BONGKARSELATAN.COM, LAMPUNG SELATAN - Patroli rutin yang dilakukan jajaran Polsek Candipuro membuahkan hasil. Tiga orang warga diamankan karena kedapatan membawa senjata tajam dan terlibat penyalahgunaan narkotika jenis sabu di Jalan Lintas Candipuro, Kecamatan Candipuro, Lampung Selatan, Jumat (9/1/2026) dini hari.

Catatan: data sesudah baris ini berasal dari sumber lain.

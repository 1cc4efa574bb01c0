//! Session and polling engine.
//!
//! The engine owns the session material, the health state and the latest snapshot. Every
//! operation runs on `&mut self`, so the login flow, the session keeper and the poller are
//! sequenced by construction and never race on the session. Consumers observe the engine
//! through [`Engine::watch`] and [`Engine::subscribe`].

mod driver;
mod keeper;
mod login;
mod poller;

pub use driver::{delay_until_poll_second, INITIAL_BACKOFF};
pub use poller::{average_power, AVERAGING_WINDOW};

use crate::api::{Error, Portal, Transport};
use crate::model::{EngineSettings, EngineState, SessionMaterial, Snapshot, SystemInfo};
use crate::session_store::SessionFile;
use serde::Serialize;
use tokio::sync::{broadcast, watch};

/// Consecutive stale cycles before a warning is logged.
pub const STALE_WARNING_CYCLES: u32 = 5;
/// Minutes the portal keeps an idle session alive.
pub const SESSION_LIFETIME_MINUTES: u32 = 59;

const EVENT_CAPACITY: usize = 16;

/// Whether the staleness counter has reached the point where the operator is warned.
pub fn stale_warning_due(stale_cycles: u32) -> bool {
    stale_cycles >= STALE_WARNING_CYCLES
}

/* the keeper has to run at least once inside every session lifetime */
fn clamp_refresh_minutes(settings: &mut EngineSettings) {
    let clamped = settings
        .refresh_minutes
        .clamp(1, SESSION_LIFETIME_MINUTES - 1);
    if clamped != settings.refresh_minutes {
        log::warn!(
            "Refresh interval of {} minutes is out of range, using {} minutes",
            settings.refresh_minutes,
            clamped
        );
        settings.refresh_minutes = clamped;
    }
}

#[derive(Debug, Clone, Copy, PartialEq, Eq)]
pub enum Event {
    /// Fired once, the first time the engine becomes active.
    FirstLogin,
    /// A new, non-stale snapshot was accepted.
    DataUpdated,
}

/// Everything a consumer may read about the engine.
#[derive(Debug, Clone, Serialize)]
pub struct Status {
    pub state: EngineState,
    pub snapshot: Option<Snapshot>,
    pub system_info: Option<SystemInfo>,
    pub stale_cycles: u32,
    pub last_error: Option<String>,
}

#[derive(Debug, Clone, Copy, PartialEq, Eq)]
pub(crate) enum Acceptance {
    Updated,
    Stale(u32),
}

pub struct Engine<T> {
    settings: EngineSettings,
    portal: Portal<T>,
    store: Option<SessionFile>,
    session: SessionMaterial,
    state: EngineState,
    snapshot: Option<Snapshot>,
    system_info: Option<SystemInfo>,
    cycles_since_refresh: u32,
    stale_cycles: u32,
    last_error: Option<Error>,
    first_login_sent: bool,
    events: broadcast::Sender<Event>,
    status: watch::Sender<Status>,
}

impl<T: Transport> Engine<T> {
    pub fn new(transport: T, mut settings: EngineSettings) -> Self {
        clamp_refresh_minutes(&mut settings);
        let portal = Portal::new(
            transport,
            settings.language.clone(),
            settings.user_agent.clone(),
        );
        let (events, _) = broadcast::channel(EVENT_CAPACITY);
        let (status, _) = watch::channel(Status {
            state: EngineState::Starting,
            snapshot: None,
            system_info: None,
            stale_cycles: 0,
            last_error: None,
        });

        Engine {
            settings,
            portal,
            store: None,
            session: SessionMaterial::default(),
            state: EngineState::Starting,
            snapshot: None,
            system_info: None,
            cycles_since_refresh: 0,
            stale_cycles: 0,
            last_error: None,
            first_login_sent: false,
            events,
            status,
        }
    }

    /// Persist the session after every login and restore it on start.
    pub fn with_session_file(mut self, store: SessionFile) -> Self {
        self.store = Some(store);
        self
    }

    pub fn state(&self) -> EngineState {
        self.state
    }

    pub fn snapshot(&self) -> Option<&Snapshot> {
        self.snapshot.as_ref()
    }

    pub fn system_info(&self) -> Option<&SystemInfo> {
        self.system_info.as_ref()
    }

    pub fn session(&self) -> &SessionMaterial {
        &self.session
    }

    pub fn last_error(&self) -> Option<&Error> {
        self.last_error.as_ref()
    }

    pub fn stale_cycles(&self) -> u32 {
        self.stale_cycles
    }

    pub fn subscribe(&self) -> broadcast::Receiver<Event> {
        self.events.subscribe()
    }

    pub fn watch(&self) -> watch::Receiver<Status> {
        self.status.subscribe()
    }

    pub fn status(&self) -> Status {
        Status {
            state: self.state,
            snapshot: self.snapshot.clone(),
            system_info: self.system_info.clone(),
            stale_cycles: self.stale_cycles,
            last_error: self.last_error.as_ref().map(Error::to_string),
        }
    }

    fn set_state(&mut self, state: EngineState) {
        if self.state != state {
            log::debug!("Engine state {:?} -> {:?}", self.state, state);
        }
        self.state = state;
        if state == EngineState::Active {
            self.last_error = None;
        }
        self.publish();
    }

    /// Reduce a failed operation to a state transition.
    fn fail(&mut self, error: Error) {
        let state = if error.is_recoverable() {
            EngineState::Error
        } else {
            EngineState::BadLogin
        };
        self.last_error = Some(error);
        self.set_state(state);
    }

    fn publish(&self) {
        self.status.send_replace(self.status());
    }

    fn emit(&self, event: Event) {
        /* nobody listening is fine */
        let _ = self.events.send(event);
    }

    /// Announce the first successful login, once per engine.
    fn announce_first_login(&mut self) {
        if self.state == EngineState::Active && !self.first_login_sent {
            self.first_login_sent = true;
            log::info!("Login successful");
            self.emit(Event::FirstLogin);
        }
    }

    /// Apply the freshness rules to a batch and keep its newest sample.
    pub(crate) fn accept(&mut self, mut batch: Vec<Snapshot>) -> Result<Acceptance, Error> {
        let newest = batch
            .first()
            .ok_or_else(|| Error::protocol("Received an empty energyflow-info batch"))?;

        if let Some(current) = &self.snapshot {
            if current.target_date == newest.target_date {
                self.stale_cycles += 1;
                log::debug!("Did not update data: Received existing data again.");
                if stale_warning_due(self.stale_cycles) {
                    log::warn!(
                        "No data updates from the ESS for {} cycles. You might want to check its connection.",
                        self.stale_cycles
                    );
                }
                self.publish();
                return Ok(Acceptance::Stale(self.stale_cycles));
            }
        }

        if !self.settings.latest_data_for_power {
            average_power(&mut batch)?;
        }
        let snapshot = batch.swap_remove(0);
        log::debug!("Updated data: {}", snapshot.target_date);

        self.snapshot = Some(snapshot);
        self.stale_cycles = 0;
        self.publish();
        self.emit(Event::DataUpdated);
        Ok(Acceptance::Updated)
    }
}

Ketiga terduga pelaku masing-masing berinisial YK (36), warga Kecamatan Jabung, serta SA (45) dan EH (26), warga Kecamatan Candipuro. Dari hasil pemeriksaan awal, YK kedapatan membawa senjata tajam jenis pisau, sementara SA dan EH diduga terlibat penyalahgunaan narkotika jenis sabu.

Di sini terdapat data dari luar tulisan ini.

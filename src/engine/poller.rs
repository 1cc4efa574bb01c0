use super::{Engine, SESSION_LIFETIME_MINUTES};
use crate::api::{Error, Transport};
use crate::model::{EngineState, Snapshot};

/// The portal always serves this many samples; the mean divides by it unconditionally.
pub const AVERAGING_WINDOW: usize = 6;

/// Overwrite the power fields of the newest sample with the mean over the whole window.
///
/// Duplicated samples are not filtered out, so a slow upstream weighs stale values more.
pub fn average_power(batch: &mut [Snapshot]) -> Result<(), Error> {
    if batch.len() < AVERAGING_WINDOW {
        return Err(Error::protocol(format!(
            "Expected {} samples for averaging, got {}",
            AVERAGING_WINDOW,
            batch.len()
        )));
    }

    let window = &batch[..AVERAGING_WINDOW];
    let mean = |field: fn(&Snapshot) -> f64| {
        window.iter().map(field).sum::<f64>() / AVERAGING_WINDOW as f64
    };
    let grid_power = mean(|s| s.grid_power);
    let load_power = mean(|s| s.load_power);
    let battery_power = mean(|s| s.battery.power);
    let pv_power = mean(|s| s.pv_power);

    let newest = &mut batch[0];
    newest.grid_power = grid_power;
    newest.load_power = load_power;
    newest.battery.power = battery_power;
    newest.pv_power = pv_power;
    Ok(())
}

impl<T: Transport> Engine<T> {
    /// One scheduled cycle. Hands over to the session keeper when the session would otherwise
    /// expire before the next cycle.
    pub async fn poll(&mut self) -> EngineState {
        self.cycles_since_refresh = self.cycles_since_refresh.saturating_add(1);
        let refresh_minutes = self.settings.refresh_minutes;
        log::debug!(
            "Minutes since last refresh: {}",
            self.cycles_since_refresh.saturating_mul(refresh_minutes)
        );

        let next_cycle = self.cycles_since_refresh.saturating_add(1);
        if next_cycle.saturating_mul(refresh_minutes) >= SESSION_LIFETIME_MINUTES {
            log::debug!("Refreshing site to extend session");
            return self.keep_alive().await;
        }

        match self.fetch_update().await {
            Ok(_) => self.set_state(EngineState::Active),
            Err(e) => {
                log::error!("Error during update process: {}", e);
                self.fail(e);
            }
        }
        self.state
    }

    async fn fetch_update(&mut self) -> Result<super::Acceptance, Error> {
        if !self.session.is_usable() {
            return Err(Error::protocol("No usable session material"));
        }

        let batch = self
            .portal
            .energy_flow(&self.session, false)
            .await?
            .into_batch("Failed to read energyflow-info data")?;
        self.accept(batch)
    }
}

Kapolsek Candipuro IPTU Ali Humaeni, S.H., M.M., menjelaskan pengungkapan tersebut berawal saat personel Polsek Candipuro melaksanakan patroli hunting guna mencegah kejahatan jalanan dan gangguan keamanan dan ketertiban masyarakat (kamtibmas).

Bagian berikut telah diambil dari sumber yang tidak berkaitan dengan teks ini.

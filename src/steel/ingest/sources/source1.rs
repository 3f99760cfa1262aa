//! Supplier with one row per coil, chemical analysis columns, and English
//! headers over a German description.

use super::{FieldMap, MetadataField, OrderField};

pub const ORDER_INFO_FIELDS: &[(&str, OrderField)] = &[
    ("Gross weight (kg)", OrderField::Weight),
    ("Width (mm)", OrderField::WidthMm),
    ("Thickness (mm)", OrderField::ThicknessMm),
];

pub const METADATA_FIELDS: &[(&str, MetadataField)] = &[
    ("Description", MetadataField::Description("de")),
    ("Quality/Choice", MetadataField::Quality),
    ("Grade", MetadataField::Grade),
    ("Finish", MetadataField::Finish("en")),
    ("RP02", MetadataField::AdditionalInfo("RP02")),
    ("RM", MetadataField::AdditionalInfo("RM")),
];

pub const COMPOSITION_KEYS: &[&str] = &[
    "AG", "Al", "Ars", "B", "C", "Ca", "Cr", "S", "Cu", "Mn", "Mo", "N", "Nb", "Ni", "P", "Si",
    "Sn", "STA", "Ti", "V", "Zr",
];

pub const FIELDS: FieldMap = FieldMap {
    order_info: ORDER_INFO_FIELDS,
    metadata: METADATA_FIELDS,
    composition: COMPOSITION_KEYS,
    default_unit: Some("count"),
    refine: None,
};

#[cfg(test)]
mod tests {
    use super::super::extract;
    use super::super::test_support::table;
    use crate::steel::ingest::model::{Cell, ScalarValue, Supplier};

    #[test]
    fn maps_columns_composition_and_mechanical_values() {
        let table = table(
            &[
                "Description",
                "Quality/Choice",
                "Grade",
                "Finish",
                "Gross weight (kg)",
                "Width (mm)",
                "Thickness (mm)",
                "C",
                "Mn",
                "RP02",
                "RM",
            ],
            vec![vec![
                Cell::string("Warmband gebeizt"),
                Cell::string("2nd"),
                Cell::string("S355MC"),
                Cell::string("pickled and oiled"),
                Cell::number(7840.0),
                Cell::number(1500.0),
                Cell::number(3.0),
                Cell::number(0.07),
                Cell::number(1.35),
                Cell::number(420.0),
                Cell::Empty,
            ]],
        );

        let extraction = extract(Supplier::Source1, &[table]).unwrap();
        let metadata = &extraction.metadata[0];
        let order_info = &extraction.order_info[0];

        assert_eq!(metadata.grade.as_deref(), Some("S355MC"));
        assert_eq!(metadata.quality.as_deref(), Some("2nd"));
        assert_eq!(metadata.description_i18n["de"], "Warmband gebeizt");
        assert_eq!(metadata.finish_i18n["en"], "pickled and oiled");
        assert_eq!(metadata.composition["C"], ScalarValue::Number(0.07));
        assert_eq!(metadata.composition.len(), 2);
        assert_eq!(metadata.additional_info["RP02"], ScalarValue::Number(420.0));
        assert!(!metadata.additional_info.contains_key("RM"));

        assert_eq!(order_info.weight, Some(7840.0));
        assert_eq!(order_info.width_mm, Some(1500.0));
        assert_eq!(order_info.thickness_mm, Some(3.0));
        assert_eq!(order_info.unit.as_deref(), Some("count"));
        assert_eq!(order_info.quantity, None);
    }
}
use std::path::Path;

use calamine::{DataType, Range, Reader, Xlsx, open_workbook};
use tracing::{debug, instrument};

use crate::steel::ingest::error::{IngestError, Result};
use crate::steel::ingest::model::{Cell, ScalarValue, Sheet};

/// Reads every worksheet of an `.xlsx` workbook as a raw cell grid.
#[instrument(level = "debug", skip_all, fields(path = %path.display()))]
pub fn read_workbook(path: &Path) -> Result<Vec<Sheet>> {
    if !path.exists() {
        return Err(IngestError::MissingInput(path.to_path_buf()));
    }
    let mut workbook: Xlsx<_> = open_workbook(path)?;

    let mut sheets = Vec::new();
    for name in workbook.sheet_names().to_vec() {
        let range = read_required_sheet(&mut workbook, &name)?;
        let sheet = range_to_sheet(&name, &range);
        debug!(sheet = %name, rows = sheet.row_count(), "sheet loaded");
        sheets.push(sheet);
    }
    Ok(sheets)
}

fn read_required_sheet<R: std::io::Read + std::io::Seek>(
    workbook: &mut Xlsx<R>,
    name: &str,
) -> Result<Range<DataType>> {
    let range_result = workbook
        .worksheet_range(name)
        .ok_or_else(|| IngestError::MissingSheet(name.to_string()))?;
    let range = range_result.map_err(IngestError::from)?;
    Ok(range)
}

/// Converts a calamine range into a grid anchored at cell A1. Calamine trims
/// leading blank rows and columns, so they are padded back in.
fn range_to_sheet(name: &str, range: &Range<DataType>) -> Sheet {
    let (row_offset, column_offset) = range
        .start()
        .map(|(row, column)| (row as usize, column as usize))
        .unwrap_or((0, 0));

    let mut rows: Vec<Vec<Cell>> = vec![Vec::new(); row_offset];
    for source_row in range.rows() {
        let mut cells = vec![Cell::Empty; column_offset];
        cells.extend(source_row.iter().map(data_to_cell));
        rows.push(cells);
    }

    Sheet::new(name, rows)
}

fn data_to_cell(cell: &DataType) -> Cell {
    match cell {
        DataType::String(value) => Cell::Value(ScalarValue::String(value.clone())),
        DataType::Float(value) => Cell::Value(ScalarValue::Number(*value)),
        DataType::Int(value) => Cell::Value(ScalarValue::Number(*value as f64)),
        DataType::Bool(value) => Cell::Value(ScalarValue::Boolean(*value)),
        DataType::Empty | DataType::Error(_) => Cell::Empty,
        other => Cell::Value(ScalarValue::String(other.to_string())),
    }
}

“Sekitar pukul 05.00 WIB, petugas mencurigai sebuah kendaraan yang melintas di Jalan Lintas Candipuro, tepatnya di Desa Sinar Pasmah. Saat dilakukan pemeriksaan, petugas menemukan satu bilah senjata tajam jenis pisau sepanjang 17,5 sentimeter yang diselipkan di pinggang salah satu pengendara,” ujar IPTU Ali Humaeni.
Dari hasil interogasi awal, polisi memperoleh informasi bahwa para terduga pelaku sebelumnya baru saja menggunakan narkotika jenis sabu bersama rekannya di wilayah Desa Rawa Slapan. Petugas kemudian melakukan pengembangan ke lokasi tersebut.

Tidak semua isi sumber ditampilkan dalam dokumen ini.